■ **REQUIRED WORK**:
What you return must match the records below exactly, down to each character.
[Start of section]
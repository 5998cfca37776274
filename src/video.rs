// Ultralytics 🚀 AGPL-3.0 License - https://ultralytics.com/license

//! Video reading.
//!
//! [`VideoReader`] wraps a `video-rs` decoder: it reports the container's
//! declared properties at open time and yields frames lazily in presentation
//! order. The sequence is finite and non-restartable; a decode failure
//! mid-stream ends it early rather than raising, so callers must tolerate a
//! truncated sequence.

use std::path::Path;
use std::sync::Once;

use image::DynamicImage;
use video_rs::decode::Decoder;

use crate::error::{PipelineError, Result};

static INIT: Once = Once::new();

/// Initialize the video backend and silence its logs.
///
/// Safe to call multiple times.
fn init_backend() {
    INIT.call_once(|| {
        if let Err(e) = video_rs::init() {
            eprintln!("Failed to initialize video-rs: {e}");
        }
    });
}

/// Frame-by-frame reader over a single video file.
///
/// Properties are read from the container at open time and may be
/// approximate or zero for malformed files; no validation is performed.
/// The decoding handle is released when the reader is dropped.
pub struct VideoReader {
    decoder: Decoder,
    frame_count: usize,
    width: u32,
    height: u32,
    fps: f32,
    frames_read: usize,
}

impl VideoReader {
    /// Open a video file for reading.
    ///
    /// # Errors
    ///
    /// Returns an error if the container cannot be opened or decoded.
    pub fn open<P: AsRef<Path>>(path: P) -> Result<Self> {
        init_backend();

        let path = path.as_ref();
        let decoder = Decoder::new(path).map_err(|e| {
            PipelineError::VideoError(format!("Failed to open {}: {e}", path.display()))
        })?;

        let fps = decoder.frame_rate();
        let (width, height) = decoder.size();

        // Containers don't carry an exact frame count; estimate it from
        // duration and frame rate, zero when the duration is unknown.
        #[allow(clippy::cast_possible_truncation, clippy::cast_sign_loss)]
        let frame_count = decoder
            .duration()
            .map(|d| (d.as_secs_f64() * f64::from(fps)) as usize)
            .unwrap_or(0);

        Ok(Self {
            decoder,
            frame_count,
            width,
            height,
            fps,
            frames_read: 0,
        })
    }

    /// Declared frame count, estimated from the container.
    #[must_use]
    pub const fn frame_count(&self) -> usize {
        self.frame_count
    }

    /// Frame width in pixels.
    #[must_use]
    pub const fn width(&self) -> u32 {
        self.width
    }

    /// Frame height in pixels.
    #[must_use]
    pub const fn height(&self) -> u32 {
        self.height
    }

    /// Declared frame rate.
    #[must_use]
    pub const fn fps(&self) -> f32 {
        self.fps
    }

    /// Frames yielded so far.
    #[must_use]
    pub const fn frames_read(&self) -> usize {
        self.frames_read
    }
}

impl Iterator for VideoReader {
    type Item = DynamicImage;

    fn next(&mut self) -> Option<Self::Item> {
        // A decode error is indistinguishable from end-of-stream here; both
        // terminate the sequence and the caller sees a truncated video.
        match self.decoder.decode() {
            Ok((_ts, frame)) => match frame_to_image(&frame) {
                Ok(img) => {
                    self.frames_read += 1;
                    Some(img)
                }
                Err(_) => None,
            },
            Err(_) => None,
        }
    }
}

/// Convert a decoded RGB frame (HWC u8 ndarray) to a `DynamicImage`.
fn frame_to_image(frame: &video_rs::Frame) -> Result<DynamicImage> {
    let shape = frame.shape();
    let height = u32::try_from(shape[0])
        .map_err(|_| PipelineError::VideoError("Frame height exceeds u32::MAX".to_string()))?;
    let width = u32::try_from(shape[1])
        .map_err(|_| PipelineError::VideoError("Frame width exceeds u32::MAX".to_string()))?;

    let mut rgb_data = Vec::with_capacity((height * width * 3) as usize);
    for y in 0..height as usize {
        for x in 0..width as usize {
            rgb_data.push(frame[[y, x, 0]]);
            rgb_data.push(frame[[y, x, 1]]);
            rgb_data.push(frame[[y, x, 2]]);
        }
    }

    let img_buffer = image::RgbImage::from_raw(width, height, rgb_data).ok_or_else(|| {
        PipelineError::VideoError("Failed to create image from video frame".to_string())
    })?;

    Ok(DynamicImage::ImageRgb8(img_buffer))
}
[End of section]
■ **RESPONSE**:
repository 5998cfca37776274
filename src/video.rs
// Ultralytics 🚀 AGPL-3.0 License - https://ultralytics.com/license

//! Video reading.
//!
//! [`VideoReader`] wraps a `video-rs` decoder: it reports the container's
//! declared properties at open time and yields frames lazily in presentation
//! order. The sequence is finite and non-restartable; a decode failure
//! mid-stream ends it early rather than raising, so callers must tolerate a
//! truncated sequence.

use std::path::Path;
use std::sync::Once;

use image::DynamicImage;
use video_rs::decode::Decoder;

use crate::error::{PipelineError, Result};

static INIT: Once = Once::new();

/// Initialize the video backend and silence its logs.
///
/// Safe to call multiple times.
fn init_backend() {
    INIT.call_once(|| {
        if let Err(e) = video_rs::init() {
            eprintln!("Failed to initialize video-rs: {e}");
        }
    });
}

/// Frame-by-frame reader over a single video file.
///
/// Properties are read from the container at open time and may be
/// approximate or zero for malformed files; no validation is performed.
/// The decoding handle is released when the reader is dropped.
pub struct VideoReader {
    decoder: Decoder,
    frame_count: usize,
    width: u32,
    height: u32,
    fps: f32,
    frames_read: usize,
}

impl VideoReader {
    /// Open a video file for reading.
    ///
    /// # Errors
    ///
    /// Returns an error if the container cannot be opened or decoded.
    pub fn open<P: AsRef<Path>>(path: P) -> Result<Self> {
        init_backend();

        let path = path.as_ref();
        let decoder = Decoder::new(path).map_err(|e| {
            PipelineError::VideoError(format!("Failed to open {}: {e}", path.display()))
        })?;

        let fps = decoder.frame_rate();
        let (width, height) = decoder.size();

        // Containers don't carry an exact frame count; estimate it from
        // duration and frame rate, zero when the duration is unknown.
        #[allow(clippy::cast_possible_truncation, clippy::cast_sign_loss)]
        let frame_count = decoder
            .duration()
            .map(|d| (d.as_secs_f64() * f64::from(fps)) as usize)
            .unwrap_or(0);

        Ok(Self {
            decoder,
            frame_count,
            width,
            height,
            fps,
            frames_read: 0,
        })
    }

    /// Declared frame count, estimated from the container.
    #[must_use]
    pub const fn frame_count(&self) -> usize {
        self.frame_count
    }

    /// Frame width in pixels.
    #[must_use]
    pub const fn width(&self) -> u32 {
        self.width
    }

    /// Frame height in pixels.
    #[must_use]
    pub const fn height(&self) -> u32 {
        self.height
    }

    /// Declared frame rate.
    #[must_use]
    pub const fn fps(&self) -> f32 {
        self.fps
    }

    /// Frames yielded so far.
    #[must_use]
    pub const fn frames_read(&self) -> usize {
        self.frames_read
    }
}

impl Iterator for VideoReader {
    type Item = DynamicImage;

    fn next(&mut self) -> Option<Self::Item> {
        // A decode error is indistinguishable from end-of-stream here; both
        // terminate the sequence and the caller sees a truncated video.
        match self.decoder.decode() {
            Ok((_ts, frame)) => match frame_to_image(&frame) {
                Ok(img) => {
                    self.frames_read += 1;
                    Some(img)
                }
                Err(_) => None,
            },
            Err(_) => None,
        }
    }
}

/// Convert a decoded RGB frame (HWC u8 ndarray) to a `DynamicImage`.
fn frame_to_image(frame: &video_rs::Frame) -> Result<DynamicImage> {
    let shape = frame.shape();
    let height = u32::try_from(shape[0])
        .map_err(|_| PipelineError::VideoError("Frame height exceeds u32::MAX".to_string()))?;
    let width = u32::try_from(shape[1])
        .map_err(|_| PipelineError::VideoError("Frame width exceeds u32::MAX".to_string()))?;

    let mut rgb_data = Vec::with_capacity((height * width * 3) as usize);
    for y in 0..height as usize {
        for x in 0..width as usize {
            rgb_data.push(frame[[y, x, 0]]);
            rgb_data.push(frame[[y, x, 1]]);
            rgb_data.push(frame[[y, x, 2]]);
        }
    }

    let img_buffer = image::RgbImage::from_raw(width, height, rgb_data).ok_or_else(|| {
        PipelineError::VideoError("Failed to create image from video frame".to_string())
    })?;

    Ok(DynamicImage::ImageRgb8(img_buffer))
}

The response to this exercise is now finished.